Viene de la distante Baja California donde al PAN le crujen todos los huesos del esqueleto por la más estrepitosa derrota electoral desde la “alternancia” de los últimos años. Ahora el PRI se ha llevado el santo y la limosna.
Hoy, si bien le va, tardará algunos meses en adentrarse de los asuntos del ministerio bajo su responsabilidad, entre otros saber dónde queda su oficina. Su caso recuerda a aquel millonario tejano cuyos capitales contribuyeron a la campaña de Kennedy.
Se presentó en Washington y le pidió al presidente a cambio de su previsora generosidad un cargo imposible.
—No puedo, ese cargo es para un hombre políticamente importante.
—Pues si me nombras me convierto en un hombre políticamente importante. Kennedy le dio con la puerta en las narices. Aquí no pasó eso.
Por otra parte a la señora Patricia Flores Elizondo se le adjudicaron poderes por lo visto inexistentes. Su verdadera capacidad política era decirle sí al señor presidente tantas veces como fuera necesario, hasta hartar a los envidiosos.
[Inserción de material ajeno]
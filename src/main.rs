// SPDX-License-Identifier: AGPL-3.0-or-later
//
// Copyright (C) 2026 Relational Network

use estate_admin_server::{
    api::router,
    config::{AppConfig, LogFormat, DEFAULT_LOG_FILTER},
    state::AppState,
    storage::{open_stores, StoragePaths},
};
use tokio::{net::TcpListener, signal};
use tracing_subscriber::{layer::SubscriberExt, util::SubscriberInitExt, EnvFilter};

fn init_tracing(format: LogFormat) {
    let env_filter =
        EnvFilter::try_from_default_env().unwrap_or_else(|_| EnvFilter::new(DEFAULT_LOG_FILTER));

    let json_layer = (format == LogFormat::Json)
        .then(|| tracing_subscriber::fmt::layer().json().flatten_event(true));
    let text_layer = (format == LogFormat::Pretty).then(tracing_subscriber::fmt::layer);

    tracing_subscriber::registry()
        .with(env_filter)
        .with(json_layer)
        .with(text_layer)
        .init();
}

/// Resolve on Ctrl+C or SIGTERM.
#[allow(clippy::expect_used)]
async fn shutdown_signal() {
    let ctrl_c = async {
        signal::ctrl_c()
            .await
            .expect("failed to install Ctrl+C handler");
    };

    #[cfg(unix)]
    let terminate = async {
        signal::unix::signal(signal::unix::SignalKind::terminate())
            .expect("failed to install SIGTERM handler")
            .recv()
            .await;
    };

    #[cfg(not(unix))]
    let terminate = std::future::pending::<()>();

    tokio::select! {
        _ = ctrl_c => tracing::info!("Received Ctrl+C, shutting down"),
        _ = terminate => tracing::info!("Received SIGTERM, shutting down"),
    }
}

#[tokio::main]
async fn main() {
    let config = AppConfig::from_env().expect("Invalid configuration");
    init_tracing(config.log_format);

    let paths = StoragePaths::new(&config.data_dir);
    let stores = open_stores(config.storage_backend, &paths).expect("Failed to open storage");

    tracing::info!(
        whitelisted = config.gate.whitelist.len(),
        protected_routes = ?config.gate.protected_routes,
        "Whitelist gate configured"
    );

    let addr = config.bind_addr();
    let app = router(AppState::new(stores, config.gate));

    let listener = TcpListener::bind(addr)
        .await
        .expect("Failed to bind listener");
    tracing::info!(%addr, "Estate admin server listening (docs at /docs)");

    axum::serve(listener, app)
        .with_graceful_shutdown(shutdown_signal())
        .await
        .expect("Server failed");
}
Eso la malquistó con los demás integrantes del “círculo íntimo” quienes la cercaron hasta echarla. De un papirotazo el licenciado Calderón la mandó al limbo. Y con ella a los rumores. Ya eran imposibles sus diferencias con César Nava, Max Cortázar y Ernesto Cordero.
Pero el equipo se recompone y alguien podría decir se descompone.
Un empleado de Pulsar llega a la Secretaría de Economía, dependencia cuya grisura ya nos parece crónica de toda gravedad. Sojo, Ruiz Mateos y ahora un señor Ferrari a quien tampoco nadie conoce. Tres secretarios de Economía y un subsecretario de Pymes ascendido a secretario de Sedesol y para algunos el caballo negro en la carrera a la candidatura del PAN para 2012. Eso es todo en un área cuya importancia debería dar mejores frutos.
Ni siquiera podemos decir más de lo mismo. Ahora diremos, menos de lo mismo.